Sorry if I have misunderstood the meaning of your proposal.
from pymsaviz.
Sorry, I may not have made it clear~
As shown in the figure below, all amino acid sequences are gaps at some sites
So is it possible to omit these sites but keep the position information to get a more concise MSA visualization?
I think it can preserves valid information and reduces drawing time.
from pymsaviz.
Are you saying that if there is a gap-only position in the MSA, you want to determine that position as unnecessary and exclude it from the visualization?
Personally, I don't quite understand the effectiveness of the proposed functionality, as it seems to me that there are very few cases (or there shouldn't be any) where a gap-only position is included in the alignment results.
Could you please tell me the following to help me understand?
- In what cases does the MSA with gap-only positon you presented occur?
- Is it inconvenient to remove the gap-only positions in the preprocessing stage of the visualization?
If I have misunderstood something, I am sorry.
from pymsaviz.
- In many sparse MSA files, there all many gap-only position. But in the visualization stage, we usually want to ignore them.
So..., I think it is necessary to provide a selection (remove gap-only position or keep them) to the users. - It convenient to remove the gap-only positions in the preprocessing stage of the visualization, but I didn't find effective way to keep the position information(xticklabels in the package).
Here's an idea I had today while working with my data with this package :)
from pymsaviz.
I have spent some time thinking about how to handle this issue.
It is not realistic to exclude gap-only positions one by one, as it would also shift the xticklabel and would not represent the proper visualization results.
Personally, I think it would be reasonable to add an option to automatically exclude areas containing only gaps from the visualization on a MSA Wrap Block
basis.
Below is an experimental implementation (add ignore_all_gaps
option) of the visualization demo.
from pymsaviz import MsaViz
from Bio.Align import MultipleSeqAlignment
from Bio.Seq import Seq
from Bio.SeqRecord import SeqRecord
gap_num = 50
test_msa = MultipleSeqAlignment(
[
SeqRecord(Seq("M-AT----ALLCRGRI" + "-" * gap_num + "AITFR---RGRI--"), id="01"),
SeqRecord(Seq("M-TI-------TRGVI" + "-" * gap_num + "AITFR---RGRI--"), id="02"),
]
)
mv = MsaViz(test_msa, wrap_length=30, show_grid=True)
mv.set_plot_params(ignore_all_gaps=True, ticks_interval=5) # <= Newly added!!
fig = mv.plotfig()
Option: ignore_all_gaps=False => Gap-only MSA wrap block exist
Option: ignore_all_gaps=True => No gap-only MSA wrap block
I think this is a realistic and easy implementation. What do you think?

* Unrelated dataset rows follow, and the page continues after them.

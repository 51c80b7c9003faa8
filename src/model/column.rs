use serde::{Deserialize, Serialize};
use strum_macros::{Display, EnumString};

/// Column identity independent of the header wording in the source file.
#[derive(Debug, Clone, Copy, PartialEq, Eq, Hash, Display, Serialize, Deserialize)]
pub enum CanonicalField {
    FullName,
    Date,
    CheckIn,
    CheckOut,
    LateIndicator,
    EarlyOut,
    ScheduleIn,
    ScheduleOut,
}

/// Which built-in header table to resolve against.
#[derive(Debug, Clone, Copy, PartialEq, Eq, Display, EnumString, Serialize, Deserialize)]
#[strum(serialize_all = "lowercase", ascii_case_insensitive)]
#[serde(rename_all = "lowercase")]
pub enum ColumnMode {
    Flexible,
    Strict,
}

#[derive(Debug, Clone, PartialEq, Eq)]
pub struct ColumnSpec {
    pub field: CanonicalField,
    pub candidates: &'static [&'static str],
    pub required: bool,
}

const fn spec(
    field: CanonicalField,
    candidates: &'static [&'static str],
    required: bool,
) -> ColumnSpec {
    ColumnSpec {
        field,
        candidates,
        required,
    }
}

// Accepted header names. Existing exports depend on these, keep them stable.
const FLEXIBLE: &[ColumnSpec] = &[
    spec(
        CanonicalField::FullName,
        &["Full Name", "Employee Name", "Name", "Nama"],
        true,
    ),
    spec(
        CanonicalField::Date,
        &["Date*", "Date", "Attendance Date", "Tanggal"],
        false,
    ),
    spec(
        CanonicalField::CheckIn,
        &["Check In", "Clock In", "In Time", "Jam Masuk"],
        true,
    ),
    spec(
        CanonicalField::CheckOut,
        &["Check Out", "Clock Out", "Out Time", "Jam Pulang"],
        false,
    ),
    spec(CanonicalField::LateIndicator, &["Late In"], false),
    spec(CanonicalField::EarlyOut, &["Early Out"], false),
    spec(
        CanonicalField::ScheduleIn,
        &["Schedule In", "Shift In", "Jam Masuk Jadwal"],
        false,
    ),
    spec(
        CanonicalField::ScheduleOut,
        &["Schedule Out", "Shift Out", "Jam Pulang Jadwal"],
        false,
    ),
];

const STRICT: &[ColumnSpec] = &[
    spec(CanonicalField::FullName, &["Full Name"], true),
    spec(CanonicalField::Date, &["Date"], true),
    spec(CanonicalField::CheckIn, &["Check In"], true),
    spec(CanonicalField::CheckOut, &["Check Out"], true),
    spec(CanonicalField::LateIndicator, &["Late In"], true),
    spec(CanonicalField::EarlyOut, &["Early Out"], true),
];

/// Ordered table of (field, candidate names, required?) used by the resolver.
#[derive(Debug, Clone, PartialEq, Eq)]
pub struct ColumnSchema {
    specs: Vec<ColumnSpec>,
}

impl ColumnSchema {
    pub fn new(specs: Vec<ColumnSpec>) -> Self {
        Self { specs }
    }

    pub fn flexible() -> Self {
        Self::new(FLEXIBLE.to_vec())
    }

    pub fn strict() -> Self {
        Self::new(STRICT.to_vec())
    }

    pub fn for_mode(mode: ColumnMode) -> Self {
        match mode {
            ColumnMode::Flexible => Self::flexible(),
            ColumnMode::Strict => Self::strict(),
        }
    }

    pub fn specs(&self) -> &[ColumnSpec] {
        &self.specs
    }
}

impl Default for ColumnSchema {
    fn default() -> Self {
        Self::flexible()
    }
}

/// Canonical field -> column index, built once per sheet.
#[derive(Debug, Clone, Default, PartialEq, Eq)]
pub struct ColumnMap {
    indices: Vec<(CanonicalField, usize)>,
}

impl ColumnMap {
    pub fn insert(&mut self, field: CanonicalField, index: usize) {
        match self.indices.iter_mut().find(|(f, _)| *f == field) {
            Some(slot) => slot.1 = index,
            None => self.indices.push((field, index)),
        }
    }

    pub fn get(&self, field: CanonicalField) -> Option<usize> {
        self.indices
            .iter()
            .find(|(f, _)| *f == field)
            .map(|(_, idx)| *idx)
    }
}
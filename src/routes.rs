use crate::{api::rekap, config::Config};
use actix_governor::{
    Governor, GovernorConfigBuilder, PeerIpKeyExtractor, governor::middleware::NoOpMiddleware,
};
use actix_web::{middleware::Condition, web};

pub fn configure(cfg: &mut web::ServiceConfig, config: &Config) {
    // Helper to build per-route limiter
    fn build_limiter(requests_per_min: u32) -> Governor<PeerIpKeyExtractor, NoOpMiddleware> {
        // Config caps the rate at 60000/min
        let requests_per_min = requests_per_min.clamp(1, 60_000);
        let cfg = GovernorConfigBuilder::default()
            .milliseconds_per_request(60_000 / requests_per_min as u64)
            .burst_size(requests_per_min)
            .key_extractor(PeerIpKeyExtractor)
            .finish()
            .expect("period and burst are non-zero");
        Governor::new(&cfg)
    }

    // RATE_UPLOAD_PER_MIN=0 turns limiting off
    let upload_limiter = Condition::new(
        config.rate_upload_per_min > 0,
        build_limiter(config.rate_upload_per_min),
    );

    cfg.service(
        web::scope(&config.api_prefix).service(
            web::scope("/rekap")
                // /rekap
                .service(
                    web::resource("")
                        .wrap(upload_limiter)
                        .route(web::post().to(rekap::upload)),
                )
                // /rekap/{batch}
                .service(web::resource("/{batch}").route(web::get().to(rekap::preview)))
                // /rekap/{batch}/export
                .service(web::resource("/{batch}/export").route(web::get().to(rekap::export))),
        ),
    );
}

// UPLOAD
//  └─ POST /rekap?filename=absen.xlsx   (raw file body)
//       └─ returns batch_id

// PREVIEW / DOWNLOAD
//  ├─ GET /rekap/{batch_id|latest}?q=&page=
//  └─ GET /rekap/{batch_id|latest}/export?format=xlsx|csv
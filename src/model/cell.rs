use std::fmt;

use chrono::{NaiveDate, NaiveDateTime, NaiveTime, Timelike};
use serde::{Serialize, Serializer};

/// A single decoded spreadsheet value.
#[derive(Debug, Clone, PartialEq, Default)]
pub enum Cell {
    #[default]
    Empty,
    Text(String),
    Number(f64),
    Bool(bool),
    Date(NaiveDate),
    Time(NaiveTime),
    DateTime(NaiveDateTime),
}

impl Cell {
    pub fn text(value: impl Into<String>) -> Self {
        Cell::Text(value.into())
    }

    /// Spreadsheet serial (days since 1899-12-30, fraction = time of day)
    /// to a typed cell.
    pub fn from_excel_serial(serial: f64) -> Self {
        let Some(epoch) = NaiveDate::from_ymd_opt(1899, 12, 30) else {
            return Cell::Number(serial);
        };

        let days = serial.trunc() as i64;
        let seconds = ((serial - serial.trunc()) * 86_400.0).round() as u32;
        let Some(time) = NaiveTime::from_num_seconds_from_midnight_opt(seconds.min(86_399), 0)
        else {
            return Cell::Number(serial);
        };

        if days == 0 {
            return Cell::Time(time);
        }

        let Some(offset) = chrono::Duration::try_days(days) else {
            return Cell::Number(serial);
        };
        match epoch.checked_add_signed(offset) {
            Some(date) if seconds == 0 => Cell::Date(date),
            Some(date) => Cell::DateTime(date.and_time(time)),
            None => Cell::Number(serial),
        }
    }
}

fn write_time(f: &mut fmt::Formatter<'_>, t: &NaiveTime) -> fmt::Result {
    if t.second() == 0 {
        write!(f, "{}", t.format("%H:%M"))
    } else {
        write!(f, "{}", t.format("%H:%M:%S"))
    }
}

impl fmt::Display for Cell {
    fn fmt(&self, f: &mut fmt::Formatter<'_>) -> fmt::Result {
        match self {
            Cell::Empty => Ok(()),
            Cell::Text(s) => f.write_str(s),
            Cell::Number(n) if n.fract() == 0.0 && n.abs() < 1e15 => write!(f, "{}", *n as i64),
            Cell::Number(n) => write!(f, "{n}"),
            Cell::Bool(b) => write!(f, "{b}"),
            Cell::Date(d) => write!(f, "{}", d.format("%Y-%m-%d")),
            Cell::Time(t) => write_time(f, t),
            Cell::DateTime(dt) => {
                write!(f, "{} ", dt.date().format("%Y-%m-%d"))?;
                write_time(f, &dt.time())
            }
        }
    }
}

impl From<&str> for Cell {
    fn from(value: &str) -> Self {
        if value.is_empty() {
            Cell::Empty
        } else {
            Cell::Text(value.to_string())
        }
    }
}

impl Serialize for Cell {
    fn serialize<S: Serializer>(&self, serializer: S) -> Result<S::Ok, S::Error> {
        match self {
            Cell::Empty => serializer.serialize_none(),
            Cell::Number(n) => serializer.serialize_f64(*n),
            Cell::Bool(b) => serializer.serialize_bool(*b),
            other => serializer.collect_str(other),
        }
    }
}
use std::sync::{Arc, RwLock};
use std::time::Duration;

use chrono::Utc;
use moka::future::Cache;
use moka::policy::EvictionPolicy;
use tracing::debug;
use uuid::Uuid;

use crate::error::{RekapError, Result};
use crate::model::attendance::Batch;

/// Path segment that resolves to the most recently stored batch.
pub const LATEST: &str = "latest";

/// Short-lived, in-memory home for ingested batches, keyed by batch id.
///
/// Readers get an `Arc` snapshot, so a newer upload never changes a batch
/// someone is already reading. "latest" is last-writer-wins and is held
/// outside the cache, so the newest upload stays readable even when the
/// cache is full.
pub struct BatchStore {
    cache: Cache<Uuid, Arc<Batch>>,
    latest: RwLock<Option<(Uuid, Arc<Batch>)>>,
    ttl: Duration,
}

impl BatchStore {
    pub fn new(max_capacity: u64, ttl: Duration) -> Self {
        Self {
            cache: Cache::builder()
                .max_capacity(max_capacity)
                .time_to_live(ttl)
                // TinyLFU may refuse a brand-new key once full
                .eviction_policy(EvictionPolicy::lru())
                .build(),
            latest: RwLock::new(None),
            ttl,
        }
    }

    pub async fn insert(&self, batch: Batch) -> Uuid {
        let id = Uuid::new_v4();
        let batch = Arc::new(batch);
        self.cache.insert(id, batch.clone()).await;
        *self.latest.write().unwrap_or_else(|e| e.into_inner()) = Some((id, batch));
        debug!(batch_id = %id, "Batch stored");
        id
    }

    fn latest(&self) -> Option<(Uuid, Arc<Batch>)> {
        let latest = self
            .latest
            .read()
            .unwrap_or_else(|e| e.into_inner())
            .clone();
        // same expiry as the cache entries
        latest.filter(|(_, batch)| {
            Utc::now()
                .signed_duration_since(batch.created_at)
                .to_std()
                .map_or(true, |age| age < self.ttl)
        })
    }

    pub async fn get(&self, id: &Uuid) -> Option<Arc<Batch>> {
        if let Some(batch) = self.cache.get(id).await {
            return Some(batch);
        }
        self.latest()
            .filter(|(latest_id, _)| latest_id == id)
            .map(|(_, batch)| batch)
    }

    /// Look up by batch id or [`LATEST`]. Unknown, expired and malformed
    /// keys are all "not found".
    pub async fn resolve(&self, key: &str) -> Result<(Uuid, Arc<Batch>)> {
        if key.eq_ignore_ascii_case(LATEST) {
            return self.latest().ok_or(RekapError::BatchNotFound);
        }

        let id = Uuid::parse_str(key).map_err(|_| RekapError::BatchNotFound)?;
        let batch = self.get(&id).await.ok_or(RekapError::BatchNotFound)?;
        Ok((id, batch))
    }
}
pub mod attendance;
pub mod cell;
pub mod column;
pub mod summary;
use crate::api::rekap::{
    ExportQuery, PreviewQuery, PreviewResponse, SummaryResponse, UploadQuery, UploadResponse,
};
use crate::model::attendance::{AttendanceRecord, StrategyKind};
use crate::model::summary::{PageInfo, TopOffender, TrendPoint};
use crate::rekap::{SortDirection, SortKey};
use crate::utils::sheet::SheetFormat;
use utoipa::OpenApi;

#[derive(OpenApi)]
#[openapi(
    info(
        title = "Attendance Lateness Recap API",
        version = "1.0.0",
        description = r#"
## Attendance Lateness Recap

Upload a daily attendance export and get back every **late** check-in,
with a per-employee late count attached to each row.

### 🔹 Workflow
- **Upload** an `.xlsx` or `.csv` export (`POST /api/rekap`)
  - Header names are matched against known synonyms (`Full Name`, `Nama`, `Check In`, `Jam Masuk`, ...)
  - With a `Late In` column the minutes are read directly, otherwise they are
    computed from check-in against the scheduled start (default 08:00)
- **Preview** the batch with name search, column sorting and pagination (`GET /api/rekap/{batch}`)
  - the summary includes late cases per date (`trends`)
- **Download** the clean recap (`GET /api/rekap/{batch}/export`)

`{batch}` is the id returned by the upload, or `latest`.

### 📦 Response Format
- JSON responses, errors as `{"message": "..."}`
- 50 rows per page by default

---
Built with **Rust**, **Actix Web**, **calamine**, **rust_xlsxwriter** and **Utoipa**.
"#,
    ),
    paths(
        crate::api::rekap::upload,
        crate::api::rekap::preview,
        crate::api::rekap::export,
    ),
    components(
        schemas(
            UploadQuery,
            UploadResponse,
            PreviewQuery,
            PreviewResponse,
            ExportQuery,
            SummaryResponse,
            AttendanceRecord,
            StrategyKind,
            PageInfo,
            TopOffender,
            TrendPoint,
            SortKey,
            SortDirection,
            SheetFormat
        )
    ),
    tags(
        (name = "Rekap", description = "Attendance lateness recap APIs"),
    )
)]
pub struct ApiDoc;
use chrono::NaiveTime;
use tracing::trace;

use crate::model::attendance::AttendanceRecord;
use crate::model::cell::Cell;
use crate::model::column::{CanonicalField, ColumnMap};
use crate::rekap::lateness::{LatenessStrategy, cell_at, minutes_after, parse_time_of_day, schedule_or};

#[derive(Debug, Default)]
pub struct Normalized {
    /// Late rows in input order; `total_late_count` is still 0.
    pub records: Vec<AttendanceRecord>,
    pub rows_read: usize,
    pub skipped_names: usize,
    pub skipped_on_time: usize,
}

/// Trimmed, whitespace-collapsed employee name. Blank and "nan" are rejected.
pub fn clean_name(cell: &Cell) -> Option<String> {
    if matches!(cell, Cell::Empty) {
        return None;
    }

    let name = cell.to_string().split_whitespace().collect::<Vec<_>>().join(" ");
    if name.is_empty() || name.eq_ignore_ascii_case("nan") {
        None
    } else {
        Some(name)
    }
}

/// Raw "Early Out" cell when that column exists, otherwise the minutes the
/// check-out precedes the scheduled end.
fn early_out(row: &[Cell], map: &ColumnMap, default_end: NaiveTime) -> Cell {
    if let Some(idx) = map.get(CanonicalField::EarlyOut) {
        return cell_at(row, Some(idx)).clone();
    }

    let Some(out_idx) = map.get(CanonicalField::CheckOut) else {
        return Cell::Empty;
    };

    match parse_time_of_day(cell_at(row, Some(out_idx))) {
        Ok(check_out) => {
            let end = schedule_or(cell_at(row, map.get(CanonicalField::ScheduleOut)), default_end);
            Cell::Number(minutes_after(end, check_out) as f64)
        }
        Err(_) => Cell::Empty,
    }
}

pub fn normalize<I, R>(
    rows: I,
    map: &ColumnMap,
    strategy: &LatenessStrategy,
    default_end: NaiveTime,
) -> Normalized
where
    I: IntoIterator<Item = R>,
    R: AsRef<[Cell]>,
{
    let mut out = Normalized::default();
    let name_idx = map.get(CanonicalField::FullName);

    for (line, row) in rows.into_iter().enumerate() {
        let row = row.as_ref();
        out.rows_read += 1;

        let Some(employee_name) = clean_name(cell_at(row, name_idx)) else {
            trace!(line, "Skipping row without employee name");
            out.skipped_names += 1;
            continue;
        };

        let late_minutes = strategy.late_minutes(row);
        if late_minutes == 0 {
            out.skipped_on_time += 1;
            continue;
        }

        let field = |f: CanonicalField| cell_at(row, map.get(f)).clone();

        out.records.push(AttendanceRecord {
            employee_name,
            date: field(CanonicalField::Date),
            check_in: field(CanonicalField::CheckIn),
            check_out: field(CanonicalField::CheckOut),
            late_indicator_raw: field(CanonicalField::LateIndicator),
            early_out: early_out(row, map, default_end),
            late_minutes,
            total_late_count: 0,
        });
    }

    out
}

Also, this is just a personal interest question, but in what situations or tools is sparse MSA
generated? I don't see it in common multiple alignment tools like muscle
or mafft
, so can you tell me for reference?
from pymsaviz.
Oh, great! I think it will solve my problem to some extent. I've tried to exclude gap-only positions one by one but found it's really cumbersome if I want to keep true xticklabel~
Besides, I don't quite understand why there are sparse MSA results. But in the results downloaded from the below database, most of the MSA file
are sparse!
TreeFam database
All in all, thank you for your kind help! I will continue to think about how to solve this problem in my spare time :)
from pymsaviz.
To add, I think there is a convenient way:
- Remove the gap-only site during the preprocessing phase
- Make a location mapping for the xticklabel
from pymsaviz.
I did some checking on TreeFam.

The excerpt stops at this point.